# How did you meet your significant other?



## acidicwithpanic (May 14, 2014)

I would assume that most responders would credit the Internet for meeting their significant other, but I've seen a few users on here that rely more on traditional ways to meet people. Anyway, I'm curious to know how some of you met your current or last partner especially when SA is considered.


----------



## Ai (Oct 13, 2012)

Internet. OkCupid, specifically. Stumbled across his profile, felt we had very similar outlooks and philosophies based on the information provided; sent him an extremely bizarre, goofy introductory message that may or may not have included "I have all the important teeth" as an appeal to my better qualities...
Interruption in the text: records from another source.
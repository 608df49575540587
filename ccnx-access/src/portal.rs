//! Portal: authenticated request/response channel to a CCNx forwarder.
//!
//! A portal is created from a keystore over any byte transport. Both ends exchange
//! a handshake (version, key id, public key), derive a session key, then trade
//! sealed packets framed with a 4-byte big-endian length.

use std::io::{self, Read, Write};
use std::net::{TcpStream, ToSocketAddrs};
use std::time::Duration;

use crate::identity::{self, Credentials, KeyId, Keystore, KeystoreError, PublicKey, SealError};
use crate::protocol::{Interest, Message, PROTOCOL_VERSION};
use crate::wire::{self, PacketDecodeError, PacketEncodeError, MAX_PACKET_LEN};

const HANDSHAKE_SIZE: usize = 1 + 32 + 32; // version + key id + public key
const LEN_SIZE: usize = 4;
const SEAL_TAG_SIZE: usize = 16;
const MAX_SEALED_LEN: usize = MAX_PACKET_LEN + SEAL_TAG_SIZE;

/// How long a send or receive may block.
#[derive(Debug, Clone, Copy, PartialEq, Eq, Default)]
pub enum Timeout {
    /// Block until the operation completes or the transport fails.
    #[default]
    Never,
    /// Return at once if nothing is ready.
    Immediate,
    After(Duration),
}

impl Timeout {
    /// Socket timeout for this policy. Sockets reject a zero timeout, so `Immediate` is 1 ms.
    fn socket_timeout(self) -> Option<Duration> {
        match self {
            Timeout::Never => None,
            Timeout::Immediate => Some(Duration::from_millis(1)),
            Timeout::After(d) if d.is_zero() => Some(Duration::from_millis(1)),
            Timeout::After(d) => Some(d),
        }
    }

    /// `None` maps to `Never`.
    pub fn from_millis(ms: Option<u64>) -> Self {
        match ms {
            None => Timeout::Never,
            Some(0) => Timeout::Immediate,
            Some(ms) => Timeout::After(Duration::from_millis(ms)),
        }
    }
}

/// Request/response channel used by the stream controller.
pub trait Portal {
    fn send(&mut self, interest: &Interest, timeout: Timeout) -> Result<(), PortalError>;
    fn receive(&mut self, timeout: Timeout) -> Result<Message, PortalError>;
}

impl<P: Portal + ?Sized> Portal for Box<P> {
    fn send(&mut self, interest: &Interest, timeout: Timeout) -> Result<(), PortalError> {
        (**self).send(interest, timeout)
    }

    fn receive(&mut self, timeout: Timeout) -> Result<Message, PortalError> {
        (**self).receive(timeout)
    }
}

/// Byte stream a portal can run over.
pub trait Transport: Read + Write {
    fn set_read_timeout(&self, timeout: Option<Duration>) -> io::Result<()>;
    fn set_write_timeout(&self, timeout: Option<Duration>) -> io::Result<()>;
}

impl Transport for TcpStream {
    fn set_read_timeout(&self, timeout: Option<Duration>) -> io::Result<()> {
        TcpStream::set_read_timeout(self, timeout)
    }

    fn set_write_timeout(&self, timeout: Option<Duration>) -> io::Result<()> {
        TcpStream::set_write_timeout(self, timeout)
    }
}

#[cfg(unix)]
impl Transport for std::os::unix::net::UnixStream {
    fn set_read_timeout(&self, timeout: Option<Duration>) -> io::Result<()> {
        std::os::unix::net::UnixStream::set_read_timeout(self, timeout)
    }

    fn set_write_timeout(&self, timeout: Option<Duration>) -> io::Result<()> {
        std::os::unix::net::UnixStream::set_write_timeout(self, timeout)
    }
}

#[derive(Debug, thiserror::Error)]
pub enum PortalError {
    #[error("keystore: {0}")]
    Keystore(#[from] KeystoreError),
    #[error("io: {0}")]
    Io(#[from] io::Error),
    #[error("handshake failed: {0}")]
    Handshake(&'static str),
    #[error("encode: {0}")]
    Encode(#[from] PacketEncodeError),
    #[error("decode: {0}")]
    Decode(#[from] PacketDecodeError),
    #[error("crypto: {0}")]
    Crypto(#[from] SealError),
    #[error("frame too large: {0} bytes")]
    FrameTooLarge(usize),
    #[error("timed out")]
    Timeout,
    #[error("portal closed")]
    Closed,
}

fn is_timeout(e: &io::Error) -> bool {
    matches!(
        e.kind(),
        io::ErrorKind::WouldBlock | io::ErrorKind::TimedOut
    )
}

/// Creates portals signed in with one keystore.
pub struct PortalFactory {
    keystore: Keystore,
}

impl PortalFactory {
    pub fn new(credentials: Credentials) -> Result<Self, PortalError> {
        Ok(Self {
            keystore: Keystore::open(credentials)?,
        })
    }

    pub fn keystore(&self) -> &Keystore {
        &self.keystore
    }

    /// Connect to a forwarder over TCP.
    pub fn connect<A: ToSocketAddrs>(&self, addr: A) -> Result<FramedPortal<TcpStream>, PortalError> {
        let stream = TcpStream::connect(addr)?;
        stream.set_nodelay(true)?;
        self.create_portal(stream)
    }

    /// Run the handshake over `transport` and return a ready portal.
    pub fn create_portal<T: Transport>(&self, mut transport: T) -> Result<FramedPortal<T>, PortalError> {
        let mut hello = [0u8; HANDSHAKE_SIZE];
        hello[0] = PROTOCOL_VERSION;
        hello[1..33].copy_from_slice(self.keystore.key_id().as_bytes());
        hello[33..65].copy_from_slice(self.keystore.public_key().as_bytes());
        transport.write_all(&hello)?;
        transport.flush()?;

        let mut peer_hello = [0u8; HANDSHAKE_SIZE];
        transport.read_exact(&mut peer_hello)?;
        if peer_hello[0] != PROTOCOL_VERSION {
            return Err(PortalError::Handshake("protocol version mismatch"));
        }
        let mut id = [0u8; 32];
        id.copy_from_slice(&peer_hello[1..33]);
        let mut pk = [0u8; 32];
        pk.copy_from_slice(&peer_hello[33..65]);
        let peer_key = PublicKey::from_bytes(pk);
        let peer_id = KeyId::from_bytes(id);
        if KeyId::from_public_key(&peer_key) != peer_id {
            return Err(PortalError::Handshake("key id does not match public key"));
        }
        let own_id = self.keystore.key_id();
        if own_id == peer_id {
            return Err(PortalError::Handshake("peer presented our own key"));
        }

        let shared = self.keystore.shared_secret(&peer_key);
        let session_key = identity::derive_session_key(&shared, &own_id, &peer_id);
        // Lower key id sends on direction 0.
        let (send_direction, recv_direction) = if own_id.as_bytes() < peer_id.as_bytes() {
            (0, 1)
        } else {
            (1, 0)
        };
        log::info!(
            "portal open: key {} <-> peer {}",
            own_id.short_hex(),
            peer_id.short_hex()
        );
        Ok(FramedPortal {
            transport,
            session_key,
            local: own_id,
            peer: peer_id,
            send_direction,
            recv_direction,
            send_counter: 0,
            recv_counter: 0,
            broken: false,
        })
    }
}

/// Portal over a framed, sealed byte transport.
pub struct FramedPortal<T: Transport> {
    transport: T,
    session_key: [u8; 32],
    local: KeyId,
    peer: KeyId,
    send_direction: u8,
    recv_direction: u8,
    send_counter: u64,
    recv_counter: u64,
    /// Set after a partial frame read or write; the stream is out of sync.
    broken: bool,
}

impl<T: Transport> FramedPortal<T> {
    pub fn local(&self) -> KeyId {
        self.local
    }

    pub fn peer(&self) -> KeyId {
        self.peer
    }

    /// Send any message (the serving side replies with content objects through this).
    pub fn send_message(&mut self, msg: &Message, timeout: Timeout) -> Result<(), PortalError> {
        if self.broken {
            return Err(PortalError::Closed);
        }
        let packet = wire::encode_packet(msg)?;
        let sealed = identity::seal(
            &self.session_key,
            self.send_direction,
            self.send_counter,
            &packet,
        )?;
        self.send_counter += 1;
        self.transport.set_write_timeout(timeout.socket_timeout())?;
        let mut frame = Vec::with_capacity(LEN_SIZE + sealed.len());
        frame.extend_from_slice(&(sealed.len() as u32).to_be_bytes());
        frame.extend_from_slice(&sealed);
        if let Err(e) = self.transport.write_all(&frame).and_then(|_| self.transport.flush()) {
            self.broken = true;
            return Err(if is_timeout(&e) {
                PortalError::Timeout
            } else {
                PortalError::Io(e)
            });
        }
        Ok(())
    }

    fn receive_message(&mut self, timeout: Timeout) -> Result<Message, PortalError> {
        if self.broken {
            return Err(PortalError::Closed);
        }
        self.transport.set_read_timeout(timeout.socket_timeout())?;

        let mut len_buf = [0u8; LEN_SIZE];
        let mut filled = 0;
        while filled < LEN_SIZE {
            match self.transport.read(&mut len_buf[filled..]) {
                Ok(0) => {
                    self.broken = true;
                    return Err(PortalError::Closed);
                }
                Ok(n) => filled += n,
                Err(e) if e.kind() == io::ErrorKind::Interrupted => {}
                // Nothing consumed yet: the stream is still in sync. A late reply may
                // follow; the exchange drops it by name.
                Err(e) if is_timeout(&e) && filled == 0 => return Err(PortalError::Timeout),
                Err(e) => {
                    self.broken = true;
                    return Err(PortalError::Io(e));
                }
            }
        }
        let len = u32::from_be_bytes(len_buf) as usize;
        if len > MAX_SEALED_LEN {
            self.broken = true;
            return Err(PortalError::FrameTooLarge(len));
        }
        let mut sealed = vec![0u8; len];
        if let Err(e) = self.transport.read_exact(&mut sealed) {
            self.broken = true;
            return Err(match e.kind() {
                io::ErrorKind::UnexpectedEof => PortalError::Closed,
                _ if is_timeout(&e) => PortalError::Timeout,
                _ => PortalError::Io(e),
            });
        }
        let packet = match identity::open(
            &self.session_key,
            self.recv_direction,
            self.recv_counter,
            &sealed,
        ) {
            Ok(p) => p,
            Err(e) => {
                self.broken = true;
                return Err(e.into());
            }
        };
        self.recv_counter += 1;
        let (msg, used) = wire::decode_packet(&packet)?;
        if used != packet.len() {
            return Err(PortalError::Decode(PacketDecodeError::BadLength));
        }
        Ok(msg)
    }
}

impl<T: Transport> Portal for FramedPortal<T> {
    fn send(&mut self, interest: &Interest, timeout: Timeout) -> Result<(), PortalError> {
        self.send_message(&Message::Interest(interest.clone()), timeout)
    }

    fn receive(&mut self, timeout: Timeout) -> Result<Message, PortalError> {
        self.receive_message(timeout)
    }
}

/// Scripted in-memory portal for controller and exchange tests.
#[cfg(test)]
pub(crate) mod testing {
    use std::collections::VecDeque;

    use super::*;

    #[derive(Default)]
    pub struct ScriptedPortal {
        pub sent: Vec<Interest>,
        pub replies: VecDeque<Result<Message, PortalError>>,
        pub fail_sends: bool,
        pub receives: usize,
    }

    impl ScriptedPortal {
        pub fn reply(&mut self, msg: Message) {
            self.replies.push_back(Ok(msg));
        }
    }

    impl Portal for ScriptedPortal {
        fn send(&mut self, interest: &Interest, _timeout: Timeout) -> Result<(), PortalError> {
            if self.fail_sends {
                return Err(PortalError::Io(io::Error::new(
                    io::ErrorKind::BrokenPipe,
                    "scripted send failure",
                )));
            }
            self.sent.push(interest.clone());
            Ok(())
        }

        fn receive(&mut self, _timeout: Timeout) -> Result<Message, PortalError> {
            self.receives += 1;
            self.replies.pop_front().unwrap_or(Err(PortalError::Closed))
        }
    }
}

#[cfg(all(test, unix))]
mod tests {
    use std::os::unix::net::UnixStream;
    use std::thread;

    use super::*;
    use crate::name::Name;
    use crate::protocol::ContentObject;

    fn factory() -> PortalFactory {
        PortalFactory::new(Credentials::default()).unwrap()
    }

    fn pair() -> (FramedPortal<UnixStream>, FramedPortal<UnixStream>) {
        let (a, b) = UnixStream::pair().unwrap();
        let server = thread::spawn(move || factory().create_portal(b).unwrap());
        let client = factory().create_portal(a).unwrap();
        (client, server.join().unwrap())
    }

    #[test]
    fn timeout_policy_mapping() {
        assert_eq!(Timeout::from_millis(None), Timeout::Never);
        assert_eq!(Timeout::from_millis(Some(0)), Timeout::Immediate);
        assert_eq!(
            Timeout::from_millis(Some(250)),
            Timeout::After(Duration::from_millis(250))
        );
        assert_eq!(Timeout::Never.socket_timeout(), None);
        assert!(Timeout::Immediate.socket_timeout().is_some());
    }

    #[test]
    fn interest_and_content_object_exchange() {
        let (mut client, mut server) = pair();
        assert_eq!(client.peer(), server.local());
        assert_eq!(server.peer(), client.local());
        let name = Name::parse_uri("ccnx:/ccnx/tutorial/fetch/movie.mpg/Chunk=0").unwrap();
        client
            .send(&Interest::new(name.clone()), Timeout::Never)
            .unwrap();
        match server.receive(Timeout::Never).unwrap() {
            Message::Interest(i) => assert_eq!(i.name, name),
            other => panic!("expected Interest, got {:?}", other),
        }
        let co = ContentObject {
            name: name.clone(),
            final_chunk: Some(3),
            payload: vec![9u8; 1200],
        };
        server
            .send_message(&Message::ContentObject(co.clone()), Timeout::Never)
            .unwrap();
        assert_eq!(
            client.receive(Timeout::Never).unwrap(),
            Message::ContentObject(co)
        );
    }

    #[test]
    fn receive_times_out_without_breaking() {
        let (mut client, mut server) = pair();
        let r = client.receive(Timeout::After(Duration::from_millis(30)));
        assert!(matches!(r, Err(PortalError::Timeout)));
        // Stream still usable.
        let co = ContentObject {
            name: Name::new(),
            final_chunk: None,
            payload: b"x".to_vec(),
        };
        server
            .send_message(&Message::ContentObject(co), Timeout::Never)
            .unwrap();
        assert!(client.receive(Timeout::Never).unwrap().is_content_object());
    }

    #[test]
    fn peer_close_reports_closed() {
        let (mut client, server) = pair();
        drop(server);
        assert!(matches!(
            client.receive(Timeout::Never),
            Err(PortalError::Closed)
        ));
        assert!(matches!(
            client.receive(Timeout::Never),
            Err(PortalError::Closed)
        ));
    }

    #[test]
    fn handshake_rejects_bad_version() {
        let (a, mut b) = UnixStream::pair().unwrap();
        let peer = thread::spawn(move || {
            let mut hello = [0u8; HANDSHAKE_SIZE];
            b.read_exact(&mut hello).unwrap();
            b.write_all(&[9u8; HANDSHAKE_SIZE]).unwrap();
        });
        let r = factory().create_portal(a);
        assert!(matches!(r, Err(PortalError::Handshake(_))));
        peer.join().unwrap();
    }

    #[test]
    fn handshake_rejects_forged_key_id() {
        let (a, mut b) = UnixStream::pair().unwrap();
        let peer = thread::spawn(move || {
            let mut hello = [0u8; HANDSHAKE_SIZE];
            b.read_exact(&mut hello).unwrap();
            let mut forged = [7u8; HANDSHAKE_SIZE];
            forged[0] = PROTOCOL_VERSION;
            b.write_all(&forged).unwrap();
        });
        let r = factory().create_portal(a);
        assert!(matches!(r, Err(PortalError::Handshake(_))));
        peer.join().unwrap();
    }
}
Frankly, I'm impressed he responded.

Sucker.


lol


----------



## AussiePea (Mar 27, 2007)

Tinder, of all places. 

Sent from my SM-G930F using Tapatalk


----------



## littleghost (Oct 29, 2016)

I met my husband at college. My friend found him for me. My friend, a pretty blonde girl, went up to him in the hallway (had never met him) and said "You fascinate me. Do you want to come up to a party in my room?" She was my suite-mate, so I was at this party and we met and were instantly attracted. Best pickup line ever.


----------



## Persephone The Dread (Aug 28, 2010)

Both at uni. 

But the second guy who I'm still friends with.. Technically we were both on a forum for our uni and lol the only thread that really took off on the forum was the shared one for my course and his (computer games subjects,) and that was a couple of months before I started at uni. Then he added me on Facebook but we didn't talk. We didn't meet for over a year after that when I made a Facebook status about wanting to see the new Harry Potter film and one of his flatmates/coursemates said he and a bunch of other people were going and invited me along so that's the first time we met in person. At some point, I think several months before this, a friend of his tried to set me up with him, but I don't think he was too interested at that point really. He's not generally very interested in people romantically/sexually, but his friend was trying to do him a favour or something, but I was either seeing my first boyfriend then or maybe just before we got together.


----------



## farfegnugen (Aug 16, 2010)

Usually sort of cross paths. I act goofy. Some find it charming. It goes from there sometimes. It works best for me if I see someone frequently enough where we can make a connection over a period of time since I usually lack the courage to go up to someone I just met even when it's kind of obvious that she's interested. Did try a long distance relationship but it was too far away and we didn't see enough of each other in person for it to really work.


----------



## Kevin001 (Jan 2, 2015)

Ex on here....shot her a message and boom.


----------



## SilentLyric (Aug 20, 2012)

my friend had a girlfriend. his girlfriend visited him and I was there because we were roommates. we got along and she told me about a single girl she worked with. gave me her number. texted her, I asked to meet her out on a date, some time later became my cute girlfriend.


----------



## MusicDays8 (Apr 25, 2016)

At college. We had a class together and my boyfriend noticed that I was sitting alone and he said that I looked really scared. It took me a long time to get used to him and being comfortable around him but at least he was willing to give me time to get more comfortable with him.


----------



## Virgo (Jun 27, 2016)

I would say right here on SAS, but I got dumped last night.


----------



## Pongowaffle (Jul 23, 2015)

High school classmates and as friends. 

Through my mom. She was the daughter of one of my mom's friends. 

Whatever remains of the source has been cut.